▶ _Exercise directions_:
Quote the entries below from the line with "#[arg(long, short = 'b', help" through the line with "#[arg(long, short = 'n', help", both ends included, and only those lines.

Collected data entries:
⟨
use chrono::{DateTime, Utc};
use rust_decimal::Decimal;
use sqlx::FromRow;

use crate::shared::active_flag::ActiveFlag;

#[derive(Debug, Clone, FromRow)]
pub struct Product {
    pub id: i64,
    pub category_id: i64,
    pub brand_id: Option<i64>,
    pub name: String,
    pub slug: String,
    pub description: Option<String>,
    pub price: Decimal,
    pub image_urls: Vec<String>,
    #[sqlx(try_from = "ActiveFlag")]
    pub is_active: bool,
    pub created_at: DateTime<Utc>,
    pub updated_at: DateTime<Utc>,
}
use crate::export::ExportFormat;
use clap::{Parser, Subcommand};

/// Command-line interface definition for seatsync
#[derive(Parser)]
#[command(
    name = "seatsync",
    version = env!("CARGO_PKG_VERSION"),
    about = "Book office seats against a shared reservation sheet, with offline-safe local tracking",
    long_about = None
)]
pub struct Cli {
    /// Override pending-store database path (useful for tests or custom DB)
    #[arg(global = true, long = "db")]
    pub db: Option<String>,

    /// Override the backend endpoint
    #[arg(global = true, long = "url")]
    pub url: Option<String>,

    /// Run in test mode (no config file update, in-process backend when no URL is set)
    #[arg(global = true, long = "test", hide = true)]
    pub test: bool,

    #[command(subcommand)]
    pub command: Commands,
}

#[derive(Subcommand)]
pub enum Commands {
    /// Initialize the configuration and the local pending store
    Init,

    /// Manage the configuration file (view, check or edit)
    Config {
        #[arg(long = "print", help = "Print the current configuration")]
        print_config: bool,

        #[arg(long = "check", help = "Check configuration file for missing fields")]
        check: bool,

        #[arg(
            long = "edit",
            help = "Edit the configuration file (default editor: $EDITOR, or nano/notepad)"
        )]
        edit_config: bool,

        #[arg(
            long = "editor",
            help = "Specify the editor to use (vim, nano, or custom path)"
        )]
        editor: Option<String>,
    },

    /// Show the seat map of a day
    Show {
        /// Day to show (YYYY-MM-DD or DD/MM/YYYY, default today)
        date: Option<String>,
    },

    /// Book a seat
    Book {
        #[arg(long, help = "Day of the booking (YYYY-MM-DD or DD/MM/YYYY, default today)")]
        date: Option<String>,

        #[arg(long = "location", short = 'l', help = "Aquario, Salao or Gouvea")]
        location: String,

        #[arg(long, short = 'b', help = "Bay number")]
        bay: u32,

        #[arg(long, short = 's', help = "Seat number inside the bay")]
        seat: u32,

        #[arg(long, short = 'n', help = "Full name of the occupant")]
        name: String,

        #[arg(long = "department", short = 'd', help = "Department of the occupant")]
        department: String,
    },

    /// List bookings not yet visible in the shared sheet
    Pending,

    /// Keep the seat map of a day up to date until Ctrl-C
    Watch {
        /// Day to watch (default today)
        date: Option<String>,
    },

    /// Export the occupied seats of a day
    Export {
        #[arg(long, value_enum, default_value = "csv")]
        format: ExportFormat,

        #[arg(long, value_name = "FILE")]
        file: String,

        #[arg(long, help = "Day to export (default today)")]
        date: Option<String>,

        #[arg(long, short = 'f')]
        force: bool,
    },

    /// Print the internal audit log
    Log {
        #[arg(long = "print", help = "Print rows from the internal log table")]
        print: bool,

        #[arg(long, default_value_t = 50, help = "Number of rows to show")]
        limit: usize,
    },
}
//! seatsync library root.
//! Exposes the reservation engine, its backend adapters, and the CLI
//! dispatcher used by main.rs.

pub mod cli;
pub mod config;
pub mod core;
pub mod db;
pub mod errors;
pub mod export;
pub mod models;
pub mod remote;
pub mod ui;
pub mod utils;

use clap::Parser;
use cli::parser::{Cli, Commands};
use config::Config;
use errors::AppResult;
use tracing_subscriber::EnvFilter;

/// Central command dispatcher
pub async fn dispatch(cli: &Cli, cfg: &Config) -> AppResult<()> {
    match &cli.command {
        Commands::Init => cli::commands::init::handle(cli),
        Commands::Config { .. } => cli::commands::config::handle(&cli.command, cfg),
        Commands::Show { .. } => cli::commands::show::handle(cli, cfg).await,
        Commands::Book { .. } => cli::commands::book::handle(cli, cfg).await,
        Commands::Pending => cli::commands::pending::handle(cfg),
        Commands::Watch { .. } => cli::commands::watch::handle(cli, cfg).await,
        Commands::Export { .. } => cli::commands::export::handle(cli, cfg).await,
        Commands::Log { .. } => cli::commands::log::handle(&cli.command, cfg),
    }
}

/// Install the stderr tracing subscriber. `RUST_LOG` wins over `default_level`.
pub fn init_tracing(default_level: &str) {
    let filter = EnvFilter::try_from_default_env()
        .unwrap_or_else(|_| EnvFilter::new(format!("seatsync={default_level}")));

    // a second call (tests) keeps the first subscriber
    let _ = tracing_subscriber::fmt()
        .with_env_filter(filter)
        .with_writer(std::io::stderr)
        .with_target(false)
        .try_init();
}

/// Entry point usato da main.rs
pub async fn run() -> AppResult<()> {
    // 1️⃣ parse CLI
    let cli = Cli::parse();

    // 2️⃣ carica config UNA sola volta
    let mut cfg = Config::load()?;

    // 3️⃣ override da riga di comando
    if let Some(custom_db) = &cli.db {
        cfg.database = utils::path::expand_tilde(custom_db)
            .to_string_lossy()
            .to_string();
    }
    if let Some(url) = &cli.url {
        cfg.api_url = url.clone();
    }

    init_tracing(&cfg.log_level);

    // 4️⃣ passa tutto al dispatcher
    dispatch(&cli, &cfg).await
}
⟩
▶ _Result of this exercise_:
        #[arg(long, short = 'b', help = "Bay number")]
        bay: u32,

        #[arg(long, short = 's', help = "Seat number inside the bay")]
        seat: u32,

        #[arg(long, short = 'n', help = "Full name of the occupant")]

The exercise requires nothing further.